Version: Next

Automated Testing

Create automated test suites for your CLI agents using pytest and the Agent Kernel Test framework.

pytest Integration

The Agent Kernel Test framework integrates seamlessly with pytest for automated testing:

import pytest
import pytest_asyncio
from agentkernel.test import Test

pytestmark = pytest.mark.asyncio(loop_scope="session")

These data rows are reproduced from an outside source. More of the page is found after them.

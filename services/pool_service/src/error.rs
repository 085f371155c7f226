//! Pool service errors

use swap_amm::AmmError;
use thiserror::Error;

pub type Result<T> = std::result::Result<T, ServiceError>;

#[derive(Debug, Error)]
pub enum ServiceError {
    /// The engine rejected the command; pool state is unchanged
    #[error(transparent)]
    Amm(#[from] AmmError),

    #[error("Pool actor stopped")]
    PoolStopped,
}

impl ServiceError {
    pub fn is_fatal(&self) -> bool {
        matches!(self, Self::Amm(err) if err.is_fatal())
    }

    /// The engine error behind this failure, if any
    pub fn as_amm(&self) -> Option<&AmmError> {
        match self {
            Self::Amm(err) => Some(err),
            _ => None,
        }
    }
}
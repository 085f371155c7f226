//! Asset ledgers
//!
//! Balances of ETH and of the ERC-20 token live outside the engine. The
//! engine reaches them through [`AssetLedger`]; [`TokenLedger`] is the
//! in-process implementation with ERC-20 semantics (`balanceOf`, `approve`,
//! `allowance`, `transfer`, `transferFrom`), used for both the token and the
//! native ETH balances.

use parking_lot::Mutex;
use std::collections::HashMap;
use swap_types::Address;
use thiserror::Error;

#[derive(Debug, Error, Clone, PartialEq, Eq)]
pub enum LedgerError {
    #[error("insufficient balance: needed {needed}, available {available}")]
    InsufficientBalance { needed: u128, available: u128 },

    #[error("insufficient allowance: needed {needed}, granted {granted}")]
    InsufficientAllowance { needed: u128, granted: u128 },

    #[error("balance overflow")]
    Overflow,

    #[error("ledger rejected transfer: {0}")]
    Rejected(String),
}

/// Balance ledger of one asset
///
/// Implementations use interior mutability so one ledger can be shared by
/// the pool and its clients behind an `Arc`.
pub trait AssetLedger: Send + Sync {
    fn symbol(&self) -> &str;

    fn decimals(&self) -> u8;

    fn balance_of(&self, owner: &Address) -> u128;

    fn allowance(&self, owner: &Address, spender: &Address) -> u128;

    fn approve(&self, owner: &Address, spender: &Address, amount: u128);

    /// Move funds on the owner's own authority
    fn transfer(&self, from: &Address, to: &Address, amount: u128) -> Result<(), LedgerError>;

    /// Move funds on an allowance previously granted to `spender`
    fn transfer_from(
        &self,
        spender: &Address,
        from: &Address,
        to: &Address,
        amount: u128,
    ) -> Result<(), LedgerError>;
}

#[derive(Debug, Default)]
struct Book {
    balances: HashMap<Address, u128>,
    allowances: HashMap<(Address, Address), u128>,
    total_supply: u128,
}

impl Book {
    fn balance(&self, owner: &Address) -> u128 {
        self.balances.get(owner).copied().unwrap_or(0)
    }

    fn move_funds(&mut self, from: &Address, to: &Address, amount: u128) -> Result<(), LedgerError> {
        let available = self.balance(from);
        if available < amount {
            return Err(LedgerError::InsufficientBalance {
                needed: amount,
                available,
            });
        }
        if from == to {
            return Ok(());
        }
        let credited = self
            .balance(to)
            .checked_add(amount)
            .ok_or(LedgerError::Overflow)?;
        self.balances.insert(*from, available - amount);
        self.balances.insert(*to, credited);
        Ok(())
    }
}

/// In-memory ERC-20 style ledger
///
/// An allowance of `u128::MAX` is treated as unlimited and never decremented.
#[derive(Debug)]
pub struct TokenLedger {
    symbol: String,
    decimals: u8,
    book: Mutex<Book>,
}

impl TokenLedger {
    pub fn new(symbol: impl Into<String>, decimals: u8) -> Self {
        Self {
            symbol: symbol.into(),
            decimals,
            book: Mutex::new(Book::default()),
        }
    }

    /// Ledger for the chain's native currency
    pub fn native() -> Self {
        Self::new("ETH", swap_types::ETHER_DECIMALS)
    }

    /// Create new units for `to`
    pub fn mint(&self, to: &Address, amount: u128) -> Result<(), LedgerError> {
        let mut book = self.book.lock();
        let supply = book
            .total_supply
            .checked_add(amount)
            .ok_or(LedgerError::Overflow)?;
        let balance = book.balance(to).checked_add(amount).ok_or(LedgerError::Overflow)?;
        book.total_supply = supply;
        book.balances.insert(*to, balance);
        Ok(())
    }

    pub fn total_supply(&self) -> u128 {
        self.book.lock().total_supply
    }
}

impl AssetLedger for TokenLedger {
    fn symbol(&self) -> &str {
        &self.symbol
    }

    fn decimals(&self) -> u8 {
        self.decimals
    }

    fn balance_of(&self, owner: &Address) -> u128 {
        self.book.lock().balance(owner)
    }

    fn allowance(&self, owner: &Address, spender: &Address) -> u128 {
        self.book
            .lock()
            .allowances
            .get(&(*owner, *spender))
            .copied()
            .unwrap_or(0)
    }

    fn approve(&self, owner: &Address, spender: &Address, amount: u128) {
        self.book
            .lock()
            .allowances
            .insert((*owner, *spender), amount);
    }

    fn transfer(&self, from: &Address, to: &Address, amount: u128) -> Result<(), LedgerError> {
        self.book.lock().move_funds(from, to, amount)
    }

    fn transfer_from(
        &self,
        spender: &Address,
        from: &Address,
        to: &Address,
        amount: u128,
    ) -> Result<(), LedgerError> {
        let mut book = self.book.lock();
        let key = (*from, *spender);
        let granted = book.allowances.get(&key).copied().unwrap_or(0);
        if granted < amount {
            return Err(LedgerError::InsufficientAllowance {
                needed: amount,
                granted,
            });
        }
        book.move_funds(from, to, amount)?;
        if granted != u128::MAX {
            book.allowances.insert(key, granted - amount);
        }
        Ok(())
    }
}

@pytest_asyncio.fixture(scope="session", loop_scope="session")
async def test_client():
    test = Test("demo.py")
    await test.start()
    try:
        yield test
    finally:
        await test.stop()

@pytest.mark.order(1)
async def test_first_question(test_client):
    await test_client.send("Who won the 1996 cricket world cup?")
    await test_client.expect(["Sri Lanka won the 1996 cricket world cup."])

@pytest.mark.order(2)
async def test_follow_up_question(test_client):
    await test_client.send("Which country hosted the tournament?")
    await test_client.expect(["Co-hosted by India, Pakistan and Sri Lanka."])

Test Comparison Modes

Agent Kernel supports three comparison modes for validating responses:

Fuzzy Mode

Uses fuzzy string matching with configurable thresholds:

from agentkernel.test import Test, Mode

@pytest.mark.order(1)
async def test_fuzzy_matching(test_client):
    await test_client.send("Who won the 1996 cricket world cup?")
    # Use fuzzy mode with 80% threshold
    # expected is a list - test passes if ANY match exceeds threshold
    Test.compare(
        actual=test_client.last_agent_response,
        expected=[
            "Sri Lanka won the 1996 cricket world cup",
            "Sri Lanka won the 1996 world cup",
            "The 1996 cricket world cup was won by Sri Lanka"
        ],
        threshold=80,
        mode=Mode.FUZZY
    )

Note: The expected parameter accepts a list of acceptable responses. The test passes if the actual response matches any of the expected values above the threshold.

Judge Mode

Uses LLM-based evaluation (Ragas) for semantic similarity:

@pytest.mark.order(2)
async def test_judge_evaluation(test_client):
    await test_client.send("Who won the 1996 cricket world cup?")
    # Use judge mode for semantic evaluation
    # expected is a list - test passes if ANY has sufficient semantic similarity
    Test.compare(
        actual=test_client.last_agent_response,
        expected=[
            "Sri Lanka won the 1996 cricket world cup",
            "Sri Lanka was the winner of the 1996 world cup",
            "The 1996 cricket world cup was won by Sri Lanka"
        ],
        user_input="Who won the 1996 cricket world cup?",
        threshold=50,  # Converted to 0.5 on 0.0-1.0 scale
        mode=Mode.JUDGE
    )

Judge Mode Metrics:

With expected answers: Uses answer_similarity metric against each expected answer. Passes if any exceeds threshold.
Without expected answers: Uses answer_relevancy metric (requires user_input)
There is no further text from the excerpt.